In the entries below, find the line with "sharing process-wide state." and the line with "pub const DEFAULT_LABEL: &str"; give again those lines and every line between them, exactly.

****************

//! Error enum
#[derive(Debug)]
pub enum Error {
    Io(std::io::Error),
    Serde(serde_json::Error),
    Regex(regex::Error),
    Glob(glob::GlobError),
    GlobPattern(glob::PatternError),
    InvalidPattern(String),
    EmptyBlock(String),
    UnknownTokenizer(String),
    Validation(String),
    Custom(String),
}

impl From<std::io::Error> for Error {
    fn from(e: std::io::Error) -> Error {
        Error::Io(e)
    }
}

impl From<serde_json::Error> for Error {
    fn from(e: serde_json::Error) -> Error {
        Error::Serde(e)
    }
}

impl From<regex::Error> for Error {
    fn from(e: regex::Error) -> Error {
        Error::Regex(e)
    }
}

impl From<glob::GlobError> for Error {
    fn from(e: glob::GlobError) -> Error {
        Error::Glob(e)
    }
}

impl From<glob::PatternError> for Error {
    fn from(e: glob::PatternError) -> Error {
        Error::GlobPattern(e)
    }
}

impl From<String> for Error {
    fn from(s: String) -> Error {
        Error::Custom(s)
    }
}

****************

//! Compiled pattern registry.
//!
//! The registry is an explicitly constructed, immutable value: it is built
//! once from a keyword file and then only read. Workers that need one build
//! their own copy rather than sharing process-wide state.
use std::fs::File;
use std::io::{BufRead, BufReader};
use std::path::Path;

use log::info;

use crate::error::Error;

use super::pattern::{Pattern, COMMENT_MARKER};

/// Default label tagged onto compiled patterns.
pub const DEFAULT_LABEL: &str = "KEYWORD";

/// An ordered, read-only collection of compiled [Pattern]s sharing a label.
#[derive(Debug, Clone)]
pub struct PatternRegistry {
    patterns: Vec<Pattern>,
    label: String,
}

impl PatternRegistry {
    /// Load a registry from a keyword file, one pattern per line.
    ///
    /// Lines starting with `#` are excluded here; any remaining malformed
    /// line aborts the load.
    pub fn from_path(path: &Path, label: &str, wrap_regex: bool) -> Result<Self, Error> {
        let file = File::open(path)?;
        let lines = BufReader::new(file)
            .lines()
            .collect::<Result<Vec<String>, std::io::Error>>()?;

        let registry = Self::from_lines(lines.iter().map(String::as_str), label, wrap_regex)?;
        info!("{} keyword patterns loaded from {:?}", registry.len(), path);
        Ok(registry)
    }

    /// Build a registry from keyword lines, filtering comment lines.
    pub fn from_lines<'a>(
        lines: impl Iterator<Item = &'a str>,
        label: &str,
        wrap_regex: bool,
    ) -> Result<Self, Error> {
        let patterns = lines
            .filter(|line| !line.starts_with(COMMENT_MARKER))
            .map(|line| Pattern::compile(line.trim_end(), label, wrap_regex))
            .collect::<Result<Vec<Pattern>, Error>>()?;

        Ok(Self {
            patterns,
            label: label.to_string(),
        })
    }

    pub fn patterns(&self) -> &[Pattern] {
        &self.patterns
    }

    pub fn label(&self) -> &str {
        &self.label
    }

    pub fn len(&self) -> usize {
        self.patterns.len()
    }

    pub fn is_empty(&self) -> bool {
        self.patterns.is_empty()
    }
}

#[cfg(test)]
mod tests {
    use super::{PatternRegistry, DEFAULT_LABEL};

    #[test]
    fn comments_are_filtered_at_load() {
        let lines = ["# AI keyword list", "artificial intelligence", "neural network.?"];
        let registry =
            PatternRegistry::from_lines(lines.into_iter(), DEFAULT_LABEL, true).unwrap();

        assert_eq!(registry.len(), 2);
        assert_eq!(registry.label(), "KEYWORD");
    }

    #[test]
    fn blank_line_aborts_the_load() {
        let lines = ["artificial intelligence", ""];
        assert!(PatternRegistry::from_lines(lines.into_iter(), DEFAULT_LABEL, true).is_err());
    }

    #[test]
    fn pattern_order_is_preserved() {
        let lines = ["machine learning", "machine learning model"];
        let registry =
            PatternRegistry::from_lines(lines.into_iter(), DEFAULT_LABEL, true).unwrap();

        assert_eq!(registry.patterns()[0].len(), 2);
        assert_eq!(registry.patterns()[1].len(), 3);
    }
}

****************

**Finished task:**
//! their own copy rather than sharing process-wide state.
use std::fs::File;
use std::io::{BufRead, BufReader};
use std::path::Path;

use log::info;

use crate::error::Error;

use super::pattern::{Pattern, COMMENT_MARKER};

/// Default label tagged onto compiled patterns.
pub const DEFAULT_LABEL: &str = "KEYWORD";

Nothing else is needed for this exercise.